# Extraction of sublists from a list

I have a list consisting of strings and numbers, from which I need to extract sublists.

lis = {k, a, b, cf, e, 1, c, d, 2, z, d, 3, f, g, z, h, a, q, r, 4, s, 5, z, j, a}


The sublists I need are defined as a sequence of four elements bracketed by "a" and "z", and with adjacent string elements joined to each other:

{a, b, cf, e, 1, c, d, 2, z}  -> {bcfe, 1, cd, 2}


So the desired result is:

res = {{bcfe, 1, cd, 2}, {qr, 4, s, 5}}


Thanks for suggestions!

Clear["Global*"];

lis = {k, a, b, cf, e, 1, c, d, 2, z, d, 3, f, g, z, h, a, q, r, 4,
s, 5, z, j, a};


Your lis does not contain any strings

Head /@ lis // Union

(* {Integer, Symbol} *)

DeleteCases[
lis //.
{s___, a, mid___, z, e___} :> {s, SplitBy[{mid}, ! IntegerQ[#] &],
e}, _?AtomQ, 1] /. {{i_Integer} :> i,
sym : {_Symbol ..} :> StringJoin[ToString /@ sym]}

(* {{"bcfe", 1, "cd", 2}, {"qr", 4, "s", 5}} *)

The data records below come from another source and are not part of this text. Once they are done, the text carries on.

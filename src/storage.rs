// storage.rs — 壁纸落盘
// 管线把完整的图片字节交给 Storage，由它负责建目录、命名与处理重名

use crate::error::StorageError;
use async_trait::async_trait;
use std::io::ErrorKind;
use std::path::{Path, PathBuf};
use std::sync::atomic::{AtomicU64, Ordering};
use tokio::fs::{self, OpenOptions};
use tokio::io::AsyncWriteExt; // 异步写入 trait，提供 write_all() 等方法

/// 所有由本工具保存的文件都带这个前缀，`list` 与 `clean` 依赖它识别文件
pub const FILE_PREFIX: &str = "wallcraft-";

const MAX_COLLISION_SUFFIX: u32 = 999;

/// 进程内临时文件序号
static PART_COUNTER: AtomicU64 = AtomicU64::new(0);

#[async_trait]
pub trait Storage: Send + Sync {
    /// 保存图片并返回最终路径，`bytes` 的所有权转移给 Storage
    async fn save(&self, bytes: Vec<u8>, filename: &str) -> Result<PathBuf, StorageError>;
}

/// 保存到本地目录
#[derive(Debug, Clone)]
pub struct DirStorage {
    dir: PathBuf,
}

impl DirStorage {
    pub fn new(dir: impl Into<PathBuf>) -> Self {
        Self { dir: dir.into() }
    }

    pub fn dir(&self) -> &Path {
        &self.dir
    }

    /// 候选目标文件名：`name.jpg`, `name-1.jpg`, `name-2.jpg` ...
    fn candidate(filename: &str, n: u32) -> String {
        let (stem, ext) = match filename.rsplit_once('.') {
            Some((stem, ext)) if !stem.is_empty() => (stem, Some(ext)),
            _ => (filename, None),
        };
        match (n, ext) {
            (0, _) => format!("{FILE_PREFIX}{filename}"),
            (n, Some(ext)) => format!("{FILE_PREFIX}{stem}-{n}.{ext}"),
            (n, None) => format!("{FILE_PREFIX}{stem}-{n}"),
        }
    }

    /// 把写好的临时文件挂到第一个空闲的目标名上
    ///
    /// `hard_link` 在目标已存在时返回 `AlreadyExists`，占位与落盘是同一个原子操作，
    /// 并发保存同名文件时每个调用都会拿到不同的路径。
    async fn claim(&self, part_path: &Path, filename: &str) -> Result<PathBuf, StorageError> {
        for n in 0..=MAX_COLLISION_SUFFIX {
            let path = self.dir.join(Self::candidate(filename, n));
            match fs::hard_link(part_path, &path).await {
                Ok(()) => return Ok(path),
                Err(err) if err.kind() == ErrorKind::AlreadyExists => continue,
                Err(source) => return Err(StorageError::Io { path, source }),
            }
        }
        Err(StorageError::NoFreeName(filename.to_string()))
    }
}

#[async_trait]
impl Storage for DirStorage {
    async fn save(&self, bytes: Vec<u8>, filename: &str) -> Result<PathBuf, StorageError> {
        let filename = sanitize_filename(filename)?;

        fs::create_dir_all(&self.dir)
            .await
            .map_err(|source| StorageError::Io {
                path: self.dir.clone(),
                source,
            })?;

        // 每次保存独占一个临时文件，写完再占用目标名，中途取消不会留下残缺的图片
        let part_path = self.dir.join(format!(
            "{FILE_PREFIX}{filename}.{}-{}.part",
            std::process::id(),
            PART_COUNTER.fetch_add(1, Ordering::Relaxed)
        ));
        let io_err = |source| StorageError::Io {
            path: part_path.clone(),
            source,
        };

        let mut file = OpenOptions::new()
            .write(true)
            .create_new(true)
            .open(&part_path)
            .await
            .map_err(io_err)?;
        file.write_all(&bytes).await.map_err(io_err)?;
        file.flush().await.map_err(io_err)?;
        drop(file);

        let claimed = self.claim(&part_path, filename).await;
        if let Err(err) = fs::remove_file(&part_path).await {
            tracing::warn!(path = %part_path.display(), error = %err, "failed to remove temporary file");
        }
        claimed
    }
}

/// 只保留最后一个路径分量，拒绝 `..` 之类的名字
fn sanitize_filename(filename: &str) -> Result<&str, StorageError> {
    let name = filename
        .rsplit(['/', '\\'])
        .next()
        .unwrap_or(filename)
        .trim();
    if name.is_empty() || name == "." || name == ".." {
        return Err(StorageError::InvalidFilename(filename.to_string()));
    }
    Ok(name)
}

/// 列出目录中由本工具保存的文件，按文件名排序
pub fn list_saved(dir: &Path) -> std::io::Result<Vec<PathBuf>> {
    if !dir.exists() {
        return Ok(Vec::new());
    }
    let mut files = Vec::new();
    for entry in std::fs::read_dir(dir)? {
        let path = entry?.path();
        let is_ours = path
            .file_name()
            .and_then(|n| n.to_str())
            .is_some_and(|n| n.starts_with(FILE_PREFIX) && !n.ends_with(".part"));
        if path.is_file() && is_ours {
            files.push(path);
        }
    }
    files.sort();
    Ok(files)
}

EDIT: If the list has strings instead of symbols,

lis = {"k", "a", "b", "cf", "e", 1, "c", "d", 2, "z", "d", 3, "f", "g", "z",
"h", "a", "q", "r", 4, "s", 5, "z", "j", "a"};

DeleteCases[
lis //. {s___, "a", mid___, "z", e___} :>
{s, SplitBy[{mid}, ! IntegerQ[#] &], e}, _?AtomQ, 1] /.
{{i_Integer} :> i,
str : {_String ..} :> StringJoin[str]}

(* {{"bcfe", 1, "cd", 2}, {"qr", 4, "s", 5}} *)

• Thanks Bob for the reply. My error. I meant strings, not symbols in lis = {"k", "a", "b", "cf", "e", 1, "c", "d", 2, "z", "d", 3, "f", "g", "z", "h", "a", "q", "r", 4, "s", 5, "z", "j", "a"}; a revision of your solution would be welcome. Commented Aug 28, 2022 at 4:19
ClearAll[reShape]
reShape[a_, z_] :=  SequenceCases[#, {a, x : Except[a | z] .., z} :>
SequenceReplace[{x}, {s__String} :> StringJoin @ s]] &


Example:

lis = {"k", "a", "b", "cf", "e", 1, "c", "d", 2, "z", "d", 3, "f",
"g", "z", "h", "a", "q", "r", 4, "s", 5, "z", "j", "a"};

reShape["a", "z"] @ lis

{{"bcfe", 1, "cd", 2}, {"qr", 4, "s", 5}}

blist = {"k", "a", "b", "cf", "e", 1, "c", "d", 2, "z", "d", 3, "f",
"g", "z", "h", "a", "q", "r", 4, "s", 5, "z", "j", "a"};


Define three polymorphic functions with Symbol, Integer, String arguments for list catenation.

Clear[f]
f[k_List /; AllTrue[k, Head[#] == Symbol &]] :=
StringJoin @@ ToString /@ k
f[k_List /; AllTrue[k, IntegerQ]] := k
f[k_List /;
AllTrue[StringJoin @@ Join @@ Characters /@ k,
MemberQ[Alphabet[]] &]] := StringJoin @@ Join @@ Characters /@ k


Using SequenceCases:

Map[Flatten, #, {-3}] &@
Map[f, #, {-2}] &@
SplitBy[#, IntegerQ] & /@
SequenceCases[blist
, {"a", k : Except["z"] .., "z"} :> {k}]


{{"bcfe", 1, "cd", 2}, {"qr", 4, "s", 5}}

lis = {"k", "a", "b", "cf", "e", 1, "c", "d",
2, "z", "d", 3, "f", "g", "z", "h", "a",
"q", "r", 4, "s", 5, "z", "j", "a"};

{ap, zp} = Flatten[Position[lis, #]] & /@ {"a", "z"}

sel = DeleteDuplicatesBy[DeleteCases[Function[av, {av + 1,
SelectFirst[zp, # > av &, 0] - 1}] /@ ap, {_, -1}], Last];

Map[Take[lis, #] &, sel] //.
{h___, i_String, j_String, k___} :> {h, i <> j, k}


{{"bcfe", 1, "cd", 2}, {"qr", 4, "s", 5}}

list = {k, a, b, cf, e, 1, c, d, 2, z, d, 3, f, g, z, h, a, q, r, 4, s, 5, z, j, a};

res = {{bcfe, 1, cd, 2}, {qr, 4, s, 5}};


Using SequenceReplace, SequenceCases and LetterQ

ToExpression /@ SequenceReplace[#, {s__?LetterQ} :> StringJoin[s]] & /@
SequenceCases[list, {a, p : Except[z] .., z} :> (ToString /@ {p})]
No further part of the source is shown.